After Android 10 and Android 11, Android phones really don’t


Yearly smartphone operating system updates are one of those arbitrary things we’ve come to expect from Google (which makes Android) and Apple, but they don’t really make sense.

Take a look at the Android 11 features list – it’s pretty bare, with only a few new additions that will be useful for niche audiences, like changed smart home and media controls, changes to how your phone works out if you’re on Wi-Fi or mobile data, and a compartmentalized notification bar that separates conversations from other notifications.

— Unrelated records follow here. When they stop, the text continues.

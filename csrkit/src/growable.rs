//! Append-only growable primitive arrays
//!
//! Builders accumulate offsets, column indices and values in these buffers
//! and freeze them into fixed-size copies when a matrix is produced. The
//! frozen copy never shares memory with the buffer it came from.

use bytemuck::Pod;

/// Append-only buffer of primitive values
///
/// Backing capacity doubles when full, so `append` is amortized O(1).
#[derive(Debug, Clone, PartialEq)]
pub struct GrowableArray<T: Copy> {
    data: Vec<T>,
}

/// Growable column index buffer
pub type IndexArray = GrowableArray<u32>;

/// Growable row offset buffer
pub type OffsetArray = GrowableArray<usize>;

impl<T: Copy> GrowableArray<T> {
    /// Create an empty array
    pub fn new() -> Self {
        Self { data: Vec::new() }
    }

    /// Create an empty array with room for `capacity` values before growing
    pub fn with_capacity(capacity: usize) -> Self {
        Self {
            data: Vec::with_capacity(capacity),
        }
    }

    /// Append a value at the end
    #[inline]
    pub fn append(&mut self, value: T) {
        if self.data.len() == self.data.capacity() {
            // Grow to twice the current capacity, never below four slots
            let additional = self.data.capacity().max(4);
            self.data.reserve(additional);
        }
        self.data.push(value);
    }

    /// Number of appended values
    pub fn len(&self) -> usize {
        self.data.len()
    }

    /// Whether nothing has been appended
    pub fn is_empty(&self) -> bool {
        self.data.is_empty()
    }

    /// Current backing capacity
    pub fn capacity(&self) -> usize {
        self.data.capacity()
    }

    /// Get the value at `index`
    pub fn get(&self, index: usize) -> Option<T> {
        self.data.get(index).copied()
    }

    /// Get the most recently appended value
    pub fn last(&self) -> Option<T> {
        self.data.last().copied()
    }

    /// Borrow the appended values
    pub fn as_slice(&self) -> &[T] {
        &self.data
    }

    /// Copy the appended values into an independently owned vector
    ///
    /// With `trim` the copy has no slack capacity; without it the copy keeps
    /// this buffer's capacity so it can keep growing cheaply.
    pub fn materialize(&self, trim: bool) -> Vec<T> {
        if trim {
            return self.data.as_slice().to_vec();
        }
        let mut copy = Vec::with_capacity(self.data.capacity());
        copy.extend_from_slice(&self.data);
        copy
    }

    /// Copy the appended values into a fixed-size array
    pub fn freeze(&self) -> Box<[T]> {
        Box::from(self.data.as_slice())
    }

    /// Consume the buffer into a fixed-size array without copying values
    pub fn into_boxed_slice(self) -> Box<[T]> {
        self.data.into_boxed_slice()
    }
}

impl<T: Pod> GrowableArray<T> {
    /// View the appended values as raw bytes
    pub fn as_bytes(&self) -> &[u8] {
        bytemuck::cast_slice(&self.data)
    }
}

impl<T: Copy> Default for GrowableArray<T> {
    fn default() -> Self {
        Self::new()
    }
}

impl<T: Copy> Extend<T> for GrowableArray<T> {
    fn extend<I: IntoIterator<Item = T>>(&mut self, iter: I) {
        for value in iter {
            self.append(value);
        }
    }
}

There’s nothing here that will change how you use your phone in any way – Android 10 was the same for the most part. A Dark Mode toggle was the only major change – but most apps didn’t even support that initially, so the actual Android 10 launch brought very few new things.

This begs the question – what’s the point in these yearly Android updates? None of the reasons I can think of hold up to scrutiny, and it would make far more sense to have a year-round approach so features land sooner.

A year is arbitrary

Most smartphone lines have new iterations yearly, and annual launches in the phone world is the norm. 

But new smartphone launches tend to be necessary for commercial reasons, not tech ones – more often than not a new iPhone, Samsung Galaxy handset or Motorola, Huawei, Nokia or LG phone will only have a few tweaks from the previous year’s version. 

It’s an iterative update done because the phone company will look bad and sell fewer handsets if there isn’t a new phone, not because there’s enough new tech for a revolutionary new device.

That doesn’t really stand up for operating system updates though, as they’re not commercial products – you get them for free, and if you’ve got an Android phone, you’re generally going to have to use the Android operating system.

Android 10 brought Dark Mode, and that's about it.

Android 10 brought Dark Mode, and that’s about it. (Image credit: Future)

Google doesn’t need to put out iterative Android updates, because it doesn’t need to put on a spectacle for people to use Android – its users are generally fans who’d rather use it than iOS, regardless of the pomp of a new launch.

Instead of annual Android updates, it would make far more sense for Google to insert new features into Android all year round. It does this anyway with frequent patches to fix bugs and other issues, so it wouldn’t be a big change of procedure at all.

Apple does this to some extent with iOS. While loads of features are announced with each new iOS version, many only come to phones and tablets with the incremental builds throughout the year, not in the initial release.

A rollout strategy like this would be great because it would let Android users get all the new features as soon as they’re available, rather than waiting longer just for an arbitrary release date. It would also let Google address new demands straight away, rather than once a year.

The Android rollout is confusing

I’ve been talking about an ‘Android release date’, but it’s not as simple as that. On the official Android launch date each year, Google Pixel phones get the new operating system version, but handsets from other companies need to wait for the manufacturer to make its own version for the phones.

Most of those manufacturers stagger the Android release by model too, so every different phone will end up having a different Android release date. 

Google Pixel 4

The Google Pixel 4 will probably get Android 11 as soon as it’s released. (Image credit: Future)

At the time of writing this article, Android 10 is almost a year old, but it’s still slowly rolling out to more phones from different companies – and the cycle is about to begin all over again with Android 11.

This kind of scattershot launch can be really confusing for people who own Android phones but don’t follow all the latest phone news – they’ve no idea when or if their phone will get the update, and it’s hard to find accurate information on the subject. That’s especially true for those who don’t even know what model of phone they have, so they can’t search.

Unlike Apple, Google doesn’t pressure its operating system’s users to update as soon as there’s a new version, which can compound the problem as some people are on several-year-old software.

A slow-rolling Android release cycle would likely ensure a more cohesive release date of the operating system for all phones, as manufacturers would just need to adapt one feature at a time to their devices, not a big selection of them, and this would help more Android users understand their phone.

Security isn’t an issue

Some say that a yearly Android update is necessary for the security updates, of which there are many in each new Android build, but that’s not the case.

Security updates are sent to your smartphone regularly, not just once a year, and the abolition of annual Android builds wouldn’t really affect security in the slightest.

There may be behind-the-scenes reasons Google sticks with its annual Android release instead of a more fluid approach, but for phone fans and the average consumer alike, the latter option would be far more useful.